YOUR TASK :: Below is some data; print it all back exactly.

Collected data:
┌────────

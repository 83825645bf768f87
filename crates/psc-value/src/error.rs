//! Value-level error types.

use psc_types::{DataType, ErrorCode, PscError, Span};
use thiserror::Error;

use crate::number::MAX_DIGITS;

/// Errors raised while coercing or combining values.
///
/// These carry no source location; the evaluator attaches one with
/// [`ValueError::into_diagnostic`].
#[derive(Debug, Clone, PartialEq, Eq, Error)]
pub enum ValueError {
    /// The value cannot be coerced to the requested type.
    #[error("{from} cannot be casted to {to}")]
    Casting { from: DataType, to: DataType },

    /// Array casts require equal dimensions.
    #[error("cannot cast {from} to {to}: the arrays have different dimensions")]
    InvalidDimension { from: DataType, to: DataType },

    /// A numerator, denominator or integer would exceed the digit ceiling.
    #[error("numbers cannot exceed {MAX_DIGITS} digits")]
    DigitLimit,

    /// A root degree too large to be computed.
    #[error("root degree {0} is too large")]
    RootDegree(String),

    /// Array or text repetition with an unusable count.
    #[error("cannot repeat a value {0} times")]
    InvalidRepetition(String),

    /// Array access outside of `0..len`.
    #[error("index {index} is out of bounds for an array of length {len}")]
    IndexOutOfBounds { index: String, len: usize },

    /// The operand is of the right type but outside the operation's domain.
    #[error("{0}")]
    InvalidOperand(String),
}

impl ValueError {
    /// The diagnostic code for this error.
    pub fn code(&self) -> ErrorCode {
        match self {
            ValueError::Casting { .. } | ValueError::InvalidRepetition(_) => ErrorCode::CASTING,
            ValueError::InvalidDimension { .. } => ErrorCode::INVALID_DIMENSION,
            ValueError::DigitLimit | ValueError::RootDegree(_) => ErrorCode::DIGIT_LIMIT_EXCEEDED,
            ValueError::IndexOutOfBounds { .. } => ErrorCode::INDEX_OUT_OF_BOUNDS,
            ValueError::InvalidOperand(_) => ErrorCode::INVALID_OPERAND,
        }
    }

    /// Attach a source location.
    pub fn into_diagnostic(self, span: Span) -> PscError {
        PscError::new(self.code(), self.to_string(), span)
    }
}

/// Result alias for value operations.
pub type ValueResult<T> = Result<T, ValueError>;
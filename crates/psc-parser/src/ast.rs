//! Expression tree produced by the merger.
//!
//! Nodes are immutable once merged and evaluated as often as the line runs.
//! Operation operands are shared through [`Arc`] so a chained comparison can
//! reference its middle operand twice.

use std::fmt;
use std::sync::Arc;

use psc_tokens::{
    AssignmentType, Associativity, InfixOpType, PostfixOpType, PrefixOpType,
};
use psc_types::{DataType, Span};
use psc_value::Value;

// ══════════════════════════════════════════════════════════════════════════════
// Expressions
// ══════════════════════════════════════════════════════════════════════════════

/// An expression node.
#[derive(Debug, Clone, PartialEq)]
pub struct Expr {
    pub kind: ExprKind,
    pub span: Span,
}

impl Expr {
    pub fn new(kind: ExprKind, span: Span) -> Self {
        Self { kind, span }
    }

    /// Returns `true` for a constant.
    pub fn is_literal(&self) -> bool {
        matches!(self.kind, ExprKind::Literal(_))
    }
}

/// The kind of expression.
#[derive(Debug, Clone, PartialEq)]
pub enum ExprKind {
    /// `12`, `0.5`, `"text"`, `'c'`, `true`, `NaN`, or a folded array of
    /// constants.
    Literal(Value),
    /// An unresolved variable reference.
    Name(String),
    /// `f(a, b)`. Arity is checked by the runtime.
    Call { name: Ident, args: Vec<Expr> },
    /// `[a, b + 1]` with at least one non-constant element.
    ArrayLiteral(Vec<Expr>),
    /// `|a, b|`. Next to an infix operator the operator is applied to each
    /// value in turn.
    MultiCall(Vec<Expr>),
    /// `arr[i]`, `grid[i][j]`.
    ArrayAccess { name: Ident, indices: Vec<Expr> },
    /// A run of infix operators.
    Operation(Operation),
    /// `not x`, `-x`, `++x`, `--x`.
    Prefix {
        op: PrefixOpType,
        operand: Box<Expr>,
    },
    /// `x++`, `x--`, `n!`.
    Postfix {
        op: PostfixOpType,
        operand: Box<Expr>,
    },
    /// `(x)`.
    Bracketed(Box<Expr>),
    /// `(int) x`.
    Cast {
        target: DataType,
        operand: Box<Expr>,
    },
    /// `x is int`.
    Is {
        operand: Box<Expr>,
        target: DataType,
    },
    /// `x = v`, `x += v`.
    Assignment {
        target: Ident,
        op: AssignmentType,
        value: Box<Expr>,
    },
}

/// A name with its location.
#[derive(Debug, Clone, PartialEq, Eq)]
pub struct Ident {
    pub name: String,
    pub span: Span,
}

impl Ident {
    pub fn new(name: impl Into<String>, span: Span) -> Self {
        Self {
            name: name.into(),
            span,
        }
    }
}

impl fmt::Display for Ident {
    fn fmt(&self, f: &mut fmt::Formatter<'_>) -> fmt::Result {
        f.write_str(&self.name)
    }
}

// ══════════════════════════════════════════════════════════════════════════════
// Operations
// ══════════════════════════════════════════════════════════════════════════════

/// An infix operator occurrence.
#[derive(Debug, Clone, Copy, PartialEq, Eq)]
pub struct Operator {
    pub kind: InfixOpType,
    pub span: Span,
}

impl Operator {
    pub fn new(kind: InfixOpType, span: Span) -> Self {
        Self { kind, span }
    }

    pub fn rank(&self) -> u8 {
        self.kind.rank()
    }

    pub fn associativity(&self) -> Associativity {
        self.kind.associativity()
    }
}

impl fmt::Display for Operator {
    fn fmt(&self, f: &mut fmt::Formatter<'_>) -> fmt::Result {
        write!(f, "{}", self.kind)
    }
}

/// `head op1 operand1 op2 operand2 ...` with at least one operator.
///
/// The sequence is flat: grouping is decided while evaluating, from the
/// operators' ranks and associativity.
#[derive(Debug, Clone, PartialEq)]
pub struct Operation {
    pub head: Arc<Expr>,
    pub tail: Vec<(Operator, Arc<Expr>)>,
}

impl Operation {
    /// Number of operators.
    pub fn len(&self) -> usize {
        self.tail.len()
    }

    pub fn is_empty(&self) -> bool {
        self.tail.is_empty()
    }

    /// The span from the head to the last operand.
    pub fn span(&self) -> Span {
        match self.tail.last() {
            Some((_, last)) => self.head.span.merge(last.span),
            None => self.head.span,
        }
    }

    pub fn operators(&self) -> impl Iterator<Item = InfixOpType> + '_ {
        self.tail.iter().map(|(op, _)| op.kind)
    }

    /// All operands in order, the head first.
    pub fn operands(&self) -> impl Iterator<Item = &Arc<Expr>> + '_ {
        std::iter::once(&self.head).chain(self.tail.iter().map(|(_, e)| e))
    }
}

└────────

OUTPUT OF THE EXERCISE ::
repository 83825645bf768f87
filename crates/psc-value/src/error.rs
//! Value-level error types.

use psc_types::{DataType, ErrorCode, PscError, Span};
use thiserror::Error;

use crate::number::MAX_DIGITS;

/// Errors raised while coercing or combining values.
///
/// These carry no source location; the evaluator attaches one with
/// [`ValueError::into_diagnostic`].
#[derive(Debug, Clone, PartialEq, Eq, Error)]
pub enum ValueError {
    /// The value cannot be coerced to the requested type.
    #[error("{from} cannot be casted to {to}")]
    Casting { from: DataType, to: DataType },

    /// Array casts require equal dimensions.
    #[error("cannot cast {from} to {to}: the arrays have different dimensions")]
    InvalidDimension { from: DataType, to: DataType },

    /// A numerator, denominator or integer would exceed the digit ceiling.
    #[error("numbers cannot exceed {MAX_DIGITS} digits")]
    DigitLimit,

    /// A root degree too large to be computed.
    #[error("root degree {0} is too large")]
    RootDegree(String),

    /// Array or text repetition with an unusable count.
    #[error("cannot repeat a value {0} times")]
    InvalidRepetition(String),

    /// Array access outside of `0..len`.
    #[error("index {index} is out of bounds for an array of length {len}")]
    IndexOutOfBounds { index: String, len: usize },

    /// The operand is of the right type but outside the operation's domain.
    #[error("{0}")]
    InvalidOperand(String),
}

impl ValueError {
    /// The diagnostic code for this error.
    pub fn code(&self) -> ErrorCode {
        match self {
            ValueError::Casting { .. } | ValueError::InvalidRepetition(_) => ErrorCode::CASTING,
            ValueError::InvalidDimension { .. } => ErrorCode::INVALID_DIMENSION,
            ValueError::DigitLimit | ValueError::RootDegree(_) => ErrorCode::DIGIT_LIMIT_EXCEEDED,
            ValueError::IndexOutOfBounds { .. } => ErrorCode::INDEX_OUT_OF_BOUNDS,
            ValueError::InvalidOperand(_) => ErrorCode::INVALID_OPERAND,
        }
    }

    /// Attach a source location.
    pub fn into_diagnostic(self, span: Span) -> PscError {
        PscError::new(self.code(), self.to_string(), span)
    }
}

/// Result alias for value operations.
pub type ValueResult<T> = Result<T, ValueError>;
filename crates/psc-parser/src/ast.rs
//! Expression tree produced by the merger.
//!
//! Nodes are immutable once merged and evaluated as often as the line runs.
//! Operation operands are shared through [`Arc`] so a chained comparison can
//! reference its middle operand twice.

use std::fmt;
use std::sync::Arc;

use psc_tokens::{
    AssignmentType, Associativity, InfixOpType, PostfixOpType, PrefixOpType,
};
use psc_types::{DataType, Span};
use psc_value::Value;

// ══════════════════════════════════════════════════════════════════════════════
// Expressions
// ══════════════════════════════════════════════════════════════════════════════

/// An expression node.
#[derive(Debug, Clone, PartialEq)]
pub struct Expr {
    pub kind: ExprKind,
    pub span: Span,
}

impl Expr {
    pub fn new(kind: ExprKind, span: Span) -> Self {
        Self { kind, span }
    }

    /// Returns `true` for a constant.
    pub fn is_literal(&self) -> bool {
        matches!(self.kind, ExprKind::Literal(_))
    }
}

/// The kind of expression.
#[derive(Debug, Clone, PartialEq)]
pub enum ExprKind {
    /// `12`, `0.5`, `"text"`, `'c'`, `true`, `NaN`, or a folded array of
    /// constants.
    Literal(Value),
    /// An unresolved variable reference.
    Name(String),
    /// `f(a, b)`. Arity is checked by the runtime.
    Call { name: Ident, args: Vec<Expr> },
    /// `[a, b + 1]` with at least one non-constant element.
    ArrayLiteral(Vec<Expr>),
    /// `|a, b|`. Next to an infix operator the operator is applied to each
    /// value in turn.
    MultiCall(Vec<Expr>),
    /// `arr[i]`, `grid[i][j]`.
    ArrayAccess { name: Ident, indices: Vec<Expr> },
    /// A run of infix operators.
    Operation(Operation),
    /// `not x`, `-x`, `++x`, `--x`.
    Prefix {
        op: PrefixOpType,
        operand: Box<Expr>,
    },
    /// `x++`, `x--`, `n!`.
    Postfix {
        op: PostfixOpType,
        operand: Box<Expr>,
    },
    /// `(x)`.
    Bracketed(Box<Expr>),
    /// `(int) x`.
    Cast {
        target: DataType,
        operand: Box<Expr>,
    },
    /// `x is int`.
    Is {
        operand: Box<Expr>,
        target: DataType,
    },
    /// `x = v`, `x += v`.
    Assignment {
        target: Ident,
        op: AssignmentType,
        value: Box<Expr>,
    },
}

/// A name with its location.
#[derive(Debug, Clone, PartialEq, Eq)]
pub struct Ident {
    pub name: String,
    pub span: Span,
}

impl Ident {
    pub fn new(name: impl Into<String>, span: Span) -> Self {
        Self {
            name: name.into(),
            span,
        }
    }
}

impl fmt::Display for Ident {
    fn fmt(&self, f: &mut fmt::Formatter<'_>) -> fmt::Result {
        f.write_str(&self.name)
    }
}

// ══════════════════════════════════════════════════════════════════════════════
// Operations
// ══════════════════════════════════════════════════════════════════════════════

/// An infix operator occurrence.
#[derive(Debug, Clone, Copy, PartialEq, Eq)]
pub struct Operator {
    pub kind: InfixOpType,
    pub span: Span,
}

impl Operator {
    pub fn new(kind: InfixOpType, span: Span) -> Self {
        Self { kind, span }
    }

    pub fn rank(&self) -> u8 {
        self.kind.rank()
    }

    pub fn associativity(&self) -> Associativity {
        self.kind.associativity()
    }
}

impl fmt::Display for Operator {
    fn fmt(&self, f: &mut fmt::Formatter<'_>) -> fmt::Result {
        write!(f, "{}", self.kind)
    }
}

/// `head op1 operand1 op2 operand2 ...` with at least one operator.
///
/// The sequence is flat: grouping is decided while evaluating, from the
/// operators' ranks and associativity.
#[derive(Debug, Clone, PartialEq)]
pub struct Operation {
    pub head: Arc<Expr>,
    pub tail: Vec<(Operator, Arc<Expr>)>,
}

impl Operation {
    /// Number of operators.
    pub fn len(&self) -> usize {
        self.tail.len()
    }

    pub fn is_empty(&self) -> bool {
        self.tail.is_empty()
    }

    /// The span from the head to the last operand.
    pub fn span(&self) -> Span {
        match self.tail.last() {
            Some((_, last)) => self.head.span.merge(last.span),
            None => self.head.span,
        }
    }

    pub fn operators(&self) -> impl Iterator<Item = InfixOpType> + '_ {
        self.tail.iter().map(|(op, _)| op.kind)
    }

    /// All operands in order, the head first.
    pub fn operands(&self) -> impl Iterator<Item = &Arc<Expr>> + '_ {
        std::iter::once(&self.head).chain(self.tail.iter().map(|(_, e)| e))
    }
}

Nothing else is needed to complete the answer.